Torchtune recipes for fine-tuning on AMD Radeon GPUs
- wandb.ai account and API Key
In order to export training metrics to Weights and Biases (wandb.ai) you will need to have already created an account on http://wandb.ai and saved your api-key to an environment variable
YOUR_API_KEY=ABCxxxxxxxxxxxxxxxxx123
If you do not want to sync metrics to Weights and Biases or want to skip this you can run in offline mode.

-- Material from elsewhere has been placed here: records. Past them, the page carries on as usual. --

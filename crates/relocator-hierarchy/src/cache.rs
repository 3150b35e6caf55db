use std::collections::HashMap;
use std::sync::Arc;

use parking_lot::RwLock;

use crate::metadata::TypeMetadata;

/// Process-wide memo of [`TypeMetadata`] keyed by internal name.
///
/// Entries are never replaced: when two threads resolve the same type
/// concurrently the first insert wins and the other result is discarded.
#[derive(Debug, Default)]
pub struct MetadataCache {
    entries: RwLock<HashMap<String, Arc<TypeMetadata>>>,
}

impl MetadataCache {
    pub fn new() -> Self {
        Self::default()
    }

    pub fn get(&self, name: &str) -> Option<Arc<TypeMetadata>> {
        self.entries.read().get(name).cloned()
    }

    /// Inserts `metadata` unless an entry for its name exists, returning the
    /// entry that is cached afterwards.
    pub fn insert_if_absent(&self, metadata: TypeMetadata) -> Arc<TypeMetadata> {
        let mut entries = self.entries.write();
        entries
            .entry(metadata.name.clone())
            .or_insert_with(|| Arc::new(metadata))
            .clone()
    }

    pub fn len(&self) -> usize {
        self.entries.read().len()
    }

    pub fn is_empty(&self) -> bool {
        self.len() == 0
    }
}
/// Pops `slots` operand slots and pushes `result`.
fn binary(state: &mut State, slots: usize, result: Slot) -> Result<(), String> {
    state.pop_n(slots)?;
    state.push(result);
    Ok(())
}

/// `kind` follows the opcode order: int, long, float, double, reference.
fn load(state: &mut State, kind: u8, index: usize) {
    let value = match kind {
        0 => Slot::Integer,
        1 => Slot::Long,
        2 => Slot::Float,
        3 => Slot::Double,
        _ => state.local(index),
    };
    state.reserve(index + slot_size(&value));
    state.push(value);
}

fn store(state: &mut State, kind: u8, index: usize) -> Result<(), String> {
    let value = match kind {
        0 => Slot::Integer,
        1 => Slot::Long,
        2 => Slot::Float,
        3 => Slot::Double,
        _ => {
            let value = state.pop()?;
            state.set_local(index, value);
            return Ok(());
        }
    };
    state.pop_n(slot_size(&value))?;
    state.set_local(index, value);
    Ok(())
}

fn numeric_type(kind: u8) -> Slot {
    match kind {
        0 => Slot::Integer,
        1 => Slot::Long,
        2 => Slot::Float,
        _ => Slot::Double,
    }
}

fn slot_size(value: &Slot) -> usize {
    if value.is_wide() {
        2
    } else {
        1
    }
}

fn value_type(ty: &FieldType) -> Slot {
    match ty {
        FieldType::Base(BaseType::Long) => Slot::Long,
        FieldType::Base(BaseType::Double) => Slot::Double,
        FieldType::Base(BaseType::Float) => Slot::Float,
        FieldType::Base(_) => Slot::Integer,
        FieldType::Object(name) => Slot::Object(name.clone()),
        FieldType::Array(_) => Slot::Object(ty.to_string()),
    }
}

fn constant_type(constant: &Constant) -> Result<Slot, String> {
    Ok(match constant {
        Constant::Integer(_) => Slot::Integer,
        Constant::Float(_) => Slot::Float,
        Constant::Long(_) => Slot::Long,
        Constant::Double(_) => Slot::Double,
        Constant::String(_) => Slot::Object("java/lang/String".to_string()),
        Constant::Class(_) => Slot::Object("java/lang/Class".to_string()),
        Constant::MethodType(_) => Slot::Object("java/lang/invoke/MethodType".to_string()),
        Constant::MethodHandle(_) => Slot::Object("java/lang/invoke/MethodHandle".to_string()),
        Constant::Dynamic(dynamic) => {
            let ty = parse_field_descriptor(&dynamic.descriptor).map_err(|err| err.to_string())?;
            value_type(&ty)
        }
    })
}

fn element_type(array: &Slot) -> Result<Slot, String> {
    match array {
        Slot::Null => Ok(Slot::Null),
        Slot::Object(descriptor) if descriptor.starts_with('[') => {
            let ty = parse_field_descriptor(&descriptor[1..]).map_err(|err| err.to_string())?;
            Ok(value_type(&ty))
        }
        other => Err(format!("aaload from non-array {other:?}")),
    }
}

/// `anewarray` operand to the resulting array type.
fn array_of(class: &str) -> String {
    if class.starts_with('[') {
        format!("[{class}")
    } else {
        format!("[L{class};")
    }
}

fn primitive_array(atype: u8) -> Result<&'static str, String> {
    Ok(match atype {
        array_type::BOOLEAN => "[Z",
        array_type::CHAR => "[C",
        array_type::FLOAT => "[F",
        array_type::DOUBLE => "[D",
        array_type::BYTE => "[B",
        array_type::SHORT => "[S",
        array_type::INT => "[I",
        array_type::LONG => "[J",
        _ => return Err(format!("invalid newarray type {atype}")),
    })
}
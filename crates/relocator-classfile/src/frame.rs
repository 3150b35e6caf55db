//! `StackMapTable` frames.
//!
//! Frames are stored with absolute code offsets in their compressed form, so
//! re-emitting an unchanged table only needs the offsets relocated.

use crate::annotation::len_u16;
use crate::constant_pool::ConstantPool;
use crate::error::{Error, Result};
use crate::reader::{ByteWriter, Reader};
use crate::symbol_table::SymbolTable;

#[derive(Debug, Clone, PartialEq, Eq, Hash)]
pub enum VerificationType {
    Top,
    Integer,
    Float,
    Double,
    Long,
    Null,
    UninitializedThis,
    /// Internal name, or a descriptor for array types.
    Object(String),
    /// Created by the `new` instruction at this code offset.
    Uninitialized(u32),
}

impl VerificationType {
    pub fn is_wide(&self) -> bool {
        matches!(self, VerificationType::Long | VerificationType::Double)
    }

    fn parse(reader: &mut Reader<'_>, cp: &ConstantPool) -> Result<Self> {
        Ok(match reader.read_u1()? {
            0 => VerificationType::Top,
            1 => VerificationType::Integer,
            2 => VerificationType::Float,
            3 => VerificationType::Double,
            4 => VerificationType::Long,
            5 => VerificationType::Null,
            6 => VerificationType::UninitializedThis,
            7 => VerificationType::Object(cp.get_class_name(reader.read_u2()?)?),
            8 => VerificationType::Uninitialized(reader.read_u2()? as u32),
            _ => return Err(Error::MalformedAttribute("StackMapTable")),
        })
    }

    fn write(
        &self,
        out: &mut ByteWriter,
        symbols: &mut SymbolTable,
        offset: &dyn Fn(u32) -> u32,
    ) -> Result<()> {
        match self {
            VerificationType::Top => out.u1(0),
            VerificationType::Integer => out.u1(1),
            VerificationType::Float => out.u1(2),
            VerificationType::Double => out.u1(3),
            VerificationType::Long => out.u1(4),
            VerificationType::Null => out.u1(5),
            VerificationType::UninitializedThis => out.u1(6),
            VerificationType::Object(name) => {
                out.u1(7);
                out.u2(symbols.class(name)?);
            }
            VerificationType::Uninitialized(at) => {
                out.u1(8);
                out.u2(
                    u16::try_from(offset(*at)).map_err(|_| Error::CodeTooLarge(*at as usize))?,
                );
            }
        }
        Ok(())
    }
}

#[derive(Debug, Clone, PartialEq, Eq)]
pub enum FrameKind {
    Same,
    SameLocals1StackItem(VerificationType),
    Chop(u8),
    Append(Vec<VerificationType>),
    Full {
        locals: Vec<VerificationType>,
        stack: Vec<VerificationType>,
    },
}

#[derive(Debug, Clone, PartialEq, Eq)]
pub struct StackMapFrame {
    pub offset: u32,
    pub kind: FrameKind,
}

impl StackMapFrame {
    /// Picks the smallest encoding describing `(locals, stack)` relative to
    /// the previous frame's locals. Locals use the frame layout where long
    /// and double take a single entry.
    pub fn compress(
        offset: u32,
        previous_locals: &[VerificationType],
        locals: &[VerificationType],
        stack: &[VerificationType],
    ) -> Self {
        let kind = match stack.len() {
            0 if locals == previous_locals => FrameKind::Same,
            1 if locals == previous_locals => FrameKind::SameLocals1StackItem(stack[0].clone()),
            0 if locals.len() < previous_locals.len()
                && previous_locals.len() - locals.len() <= 3
                && previous_locals.starts_with(locals) =>
            {
                FrameKind::Chop((previous_locals.len() - locals.len()) as u8)
            }
            0 if locals.len() > previous_locals.len()
                && locals.len() - previous_locals.len() <= 3
                && locals.starts_with(previous_locals) =>
            {
                FrameKind::Append(locals[previous_locals.len()..].to_vec())
            }
            _ => FrameKind::Full {
                locals: locals.to_vec(),
                stack: stack.to_vec(),
            },
        };
        Self { offset, kind }
    }

    pub fn visit_types_mut(&mut self, f: &mut impl FnMut(&mut VerificationType)) {
        match &mut self.kind {
            FrameKind::Same | FrameKind::Chop(_) => {}
            FrameKind::SameLocals1StackItem(ty) => f(ty),
            FrameKind::Append(types) => types.iter_mut().for_each(f),
            FrameKind::Full { locals, stack } => {
                locals.iter_mut().for_each(&mut *f);
                stack.iter_mut().for_each(f);
            }
        }
    }
}

pub(crate) fn parse_stack_map_table(
    reader: &mut Reader<'_>,
    cp: &ConstantPool,
) -> Result<Vec<StackMapFrame>> {
    let count = reader.read_u2()? as usize;
    let mut frames = Vec::with_capacity(count);
    let mut previous: Option<u32> = None;
    for _ in 0..count {
        let frame_type = reader.read_u1()?;
        let (delta, kind) = match frame_type {
            0..=63 => (frame_type as u32, FrameKind::Same),
            64..=127 => (
                (frame_type - 64) as u32,
                FrameKind::SameLocals1StackItem(VerificationType::parse(reader, cp)?),
            ),
            247 => {
                let delta = reader.read_u2()? as u32;
                (
                    delta,
                    FrameKind::SameLocals1StackItem(VerificationType::parse(reader, cp)?),
                )
            }
            248..=250 => (reader.read_u2()? as u32, FrameKind::Chop(251 - frame_type)),
            251 => (reader.read_u2()? as u32, FrameKind::Same),
            252..=254 => {
                let delta = reader.read_u2()? as u32;
                let mut locals = Vec::with_capacity((frame_type - 251) as usize);
                for _ in 251..frame_type {
                    locals.push(VerificationType::parse(reader, cp)?);
                }
                (delta, FrameKind::Append(locals))
            }
            255 => {
                let delta = reader.read_u2()? as u32;
                let locals = parse_types(reader, cp)?;
                let stack = parse_types(reader, cp)?;
                (delta, FrameKind::Full { locals, stack })
            }
            _ => return Err(Error::MalformedAttribute("StackMapTable")),
        };
        let offset = match previous {
            None => delta,
            Some(prev) => prev + delta + 1,
        };
        previous = Some(offset);
        frames.push(StackMapFrame { offset, kind });
    }
    Ok(frames)
}

fn parse_types(reader: &mut Reader<'_>, cp: &ConstantPool) -> Result<Vec<VerificationType>> {
    let count = reader.read_u2()? as usize;
    let mut types = Vec::with_capacity(count);
    for _ in 0..count {
        types.push(VerificationType::parse(reader, cp)?);
    }
    Ok(types)
}

/// Writes the `StackMapTable` body. Frames must be sorted by offset and
/// distinct after relocation.
pub(crate) fn write_stack_map_table(
    frames: &[StackMapFrame],
    out: &mut ByteWriter,
    symbols: &mut SymbolTable,
    offset: &dyn Fn(u32) -> u32,
) -> Result<()> {
    out.u2(len_u16(frames.len())?);
    let mut previous: Option<u32> = None;
    for frame in frames {
        let at = offset(frame.offset);
        let delta = match previous {
            None => at,
            Some(prev) if at > prev => at - prev - 1,
            Some(_) => return Err(Error::MalformedAttribute("StackMapTable")),
        };
        previous = Some(at);
        let delta16 = u16::try_from(delta).map_err(|_| Error::CodeTooLarge(at as usize))?;

        match &frame.kind {
            FrameKind::Same if delta < 64 => out.u1(delta as u8),
            FrameKind::Same => {
                out.u1(251);
                out.u2(delta16);
            }
            FrameKind::SameLocals1StackItem(ty) => {
                if delta < 64 {
                    out.u1(64 + delta as u8);
                } else {
                    out.u1(247);
                    out.u2(delta16);
                }
                ty.write(out, symbols, offset)?;
            }
            FrameKind::Chop(k) => {
                out.u1(251 - k);
                out.u2(delta16);
            }
            FrameKind::Append(types) => {
                out.u1(251 + types.len() as u8);
                out.u2(delta16);
                for ty in types {
                    ty.write(out, symbols, offset)?;
                }
            }
            FrameKind::Full { locals, stack } => {
                out.u1(255);
                out.u2(delta16);
                out.u2(len_u16(locals.len())?);
                for ty in locals {
                    ty.write(out, symbols, offset)?;
                }
                out.u2(len_u16(stack.len())?);
                for ty in stack {
                    ty.write(out, symbols, offset)?;
                }
            }
        }
    }
    Ok(())
}

#[cfg(test)]
mod tests {
    use super::*;
    use VerificationType::*;

    #[test]
    fn compress_picks_smallest_encoding() {
        let base = vec![Object("a/B".to_string()), Integer];
        assert_eq!(StackMapFrame::compress(3, &base, &base, &[]).kind, FrameKind::Same);
        assert_eq!(
            StackMapFrame::compress(3, &base, &base, &[Null]).kind,
            FrameKind::SameLocals1StackItem(Null)
        );
        assert_eq!(StackMapFrame::compress(3, &base, &base[..1], &[]).kind, FrameKind::Chop(1));
        let mut grown = base.clone();
        grown.push(Long);
        assert_eq!(
            StackMapFrame::compress(3, &base, &grown, &[]).kind,
            FrameKind::Append(vec![Long])
        );
        assert!(matches!(
            StackMapFrame::compress(3, &base, &[Float], &[Integer, Integer]).kind,
            FrameKind::Full { .. }
        ));
    }
}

Note that this is not recommended and you should instead choose another logging method in your torchtune config file such as `torchtune.training.metric_logging.DiskLogger`.
WANDB_MODE=offline
git clone https://github.com/pytorch/torchtune.git
cd torchtune
Create Torchtune virtual environment and activate venv
python3 -m venv .venv/torchtune
source .venv/torchtune/bin/activate
pip install -e .
pip3 install torch torchvision torchaudio --index-url https://download.pytorch.org/whl/rocm6.2
pip install torchao wandb
WANDB_API_KEY=$YOUR_API_KEY
WANDB_NAME="llama3.2-vision-11b-instruct Lora Fine-tuning Demo"
WANDB_NOTES="Demo of Lora Fine-tuning Llama3.2-vision-11b-intruct model on multi-modal image + text dataset on AMD GPUs"
Note: If the above WandB Environment variables aren't working you can log into you WandB account with your API key manually by doing:
wandb login
tune download meta-llama/Llama-3.2-11B-Vision-Instruct --output-dir /tmp/Llama-3.2-11B-Vision-Instruct --ignore-patterns "original/consolidated*"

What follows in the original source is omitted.